Havala Pye (havala@caltech.edu) wrote:

  1. Documentation (including a user manual) for ISORROPIAII can be found on the ISORROPIA website.
  2. isoropiaIIcode.f is essentially ISOFWD.FOR and ISOCOM.FOR of the ISORROPIA II box model pasted together.
  3. For more information on ISORROPIA II, see
    • Fountoukis, C. and Nenes, A.: ISORROPIA II: a computationally efficient thermodynamic equilibrium model for K+–Ca2+–Mg2+–NH4+–Na+–SO42−–NO3−–Cl−–H2O aerosols, Atmos. Chem. Phys., 7, 4639-4659, 2007. pdf
  4. The implementation by Pye et al. 2009 JGR did not include Ca, K, or Mg since dust emissions were not used.

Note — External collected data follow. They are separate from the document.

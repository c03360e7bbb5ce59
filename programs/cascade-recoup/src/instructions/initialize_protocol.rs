use anchor_lang::prelude::*;

use crate::{
    constants::PROTOCOL_CONFIG_SIZE,
    errors::ErrorCode,
    events::ProtocolConfigCreated,
    state::ProtocolConfig,
    ID,
};

#[derive(Accounts)]
pub struct InitializeProtocol<'info> {
    #[account(
        init,
        payer = authority,
        space = PROTOCOL_CONFIG_SIZE,
        seeds = [b"protocol_config"],
        bump
    )]
    pub protocol_config: AccountLoader<'info, ProtocolConfig>,

    #[account(mut)]
    pub authority: Signer<'info>,

    /// CHECK: The program's executable data account - validated in handler
    #[account(
        constraint = program_data.owner == &anchor_lang::solana_program::bpf_loader_upgradeable::id()
            @ ErrorCode::Unauthorized
    )]
    pub program_data: AccountInfo<'info>,

    pub system_program: Program<'info, System>,
}

/// Initializes the protocol configuration with the two factory programs
/// Can only be called once by the program's upgrade authority
pub fn handler(
    ctx: Context<InitializeProtocol>,
    split_factory: Pubkey,
    waterfall_factory: Pubkey,
) -> Result<()> {
    // Validate factory addresses
    require!(split_factory != Pubkey::default(), ErrorCode::ZeroAddress);
    require!(waterfall_factory != Pubkey::default(), ErrorCode::ZeroAddress);
    require!(split_factory != waterfall_factory, ErrorCode::DuplicateFactory);

    // Verify program_data is the correct PDA for our program
    let (expected_program_data, _) = Pubkey::find_program_address(
        &[ID.as_ref()],
        &anchor_lang::solana_program::bpf_loader_upgradeable::id(),
    );
    require!(
        ctx.accounts.program_data.key() == expected_program_data,
        ErrorCode::Unauthorized
    );

    // Deserialize program data to get upgrade authority
    let program_data_account = &ctx.accounts.program_data;
    let data = program_data_account.try_borrow_data()?;

    // Check minimum size for UpgradeableLoaderState::ProgramData
    require!(data.len() >= 45, ErrorCode::Unauthorized);

    // Parse upgrade authority (starts at offset 13, 32 bytes for pubkey, 1 byte for Option discriminant)
    // UpgradeableLoaderState::ProgramData layout:
    // - 4 bytes: discriminant
    // - 8 bytes: slot
    // - 1 byte: Option discriminant for upgrade_authority
    // - 32 bytes: upgrade_authority pubkey (if Some)
    let upgrade_authority_option = data[12];
    require!(upgrade_authority_option == 1, ErrorCode::Unauthorized); // Must have upgrade authority

    let upgrade_authority =
        Pubkey::try_from(&data[13..45]).map_err(|_| ErrorCode::Unauthorized)?;

    require!(
        upgrade_authority == ctx.accounts.authority.key(),
        ErrorCode::Unauthorized
    );

    let protocol_config = &mut ctx.accounts.protocol_config.load_init()?;

    protocol_config.authority = ctx.accounts.authority.key();
    protocol_config.split_factory = split_factory;
    protocol_config.waterfall_factory = waterfall_factory;
    protocol_config.bump = ctx.bumps.protocol_config;

    emit!(ProtocolConfigCreated {
        authority: ctx.accounts.authority.key(),
        split_factory,
        waterfall_factory,
        timestamp: Clock::get()?.unix_timestamp,
    });

    Ok(())
}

--Bob Y. 10:28, 29 January 2010 (EST)

Validation

See Pye et al [2009]

References

  1. Fountoukis, C., and A. Nenes (2007), ISORROPIA II: A computationally efficient thermodynamic equilibrium model for K+-Ca2+-Mg2+-NH4+-Na+-SO42-NO3--Cl-H2O aerosols, Atmos. Chem. Phys., 7(17), 46394659.
  2. Meng, Z. Y., and J. H. Seinfeld, Time scales to achieve atmospheric gas-aerosol equilibrium for volatile species, Atmos. Environ., 30(16), 28892900, doi:10.1016/1352-2310(95)00493-9., 1996.
  3. Pye, H. O. T., H. Liao, S. Wu, L. J. Mickley, D. J.Jacob, D. K. Henze, and J. H. Seinfeld, Effect of changes in climate and emissions on future sulfate-nitrate-ammonium aerosol levels in the United States, J. Geophys. Res., 114, D01205, 2009. PDF
  4. Wang, J., A. A. Hoffman, R. J. Park, D. Jacob, and S. T. Martin, Global distribution of solid and aqueous sulfate aerosols: Effect of the hysteresis of particle phase transitions, J. Geophys. Res., 113, D11206, doi:10.1029/2007JD009367, 2008. PDF

--Bob Y. 16:00, 22 February 2010 (EST)

Previous issues now resolved

None at this time.

Outstanding issues

Aerosol pH

This issue is somewhat resolved.

Havala Pye (havala@caltech.edu) wrote:

At the GEOS-Chem User's meeting (2009) Becky Alexander and her student Eric noted that ISORROPIAII sometimes returns a negative H+ concentration. In my tests, the negative values occurred in N. India and Western Russia area during limited times of the year. A quick fix has been implemented. A condition I tracked down was returning a negative [H+] when solving the HSO4 = H + SO4 equilibrium (CALCHS4 in isorropiaIIcode.f) when the actual answer should have been ~1e-27 mol/m3. (I plugged the same input values into a spreadsheet and it returned the same negative answer so it seems like a numerical precision issue.) For my case study, it came down to subtracting two numbers of very similar value (first 8 digits the same) which resulted in a negative. I put in a fix to reset H+ to 1d-30 in CALCHS4 if it goes negative.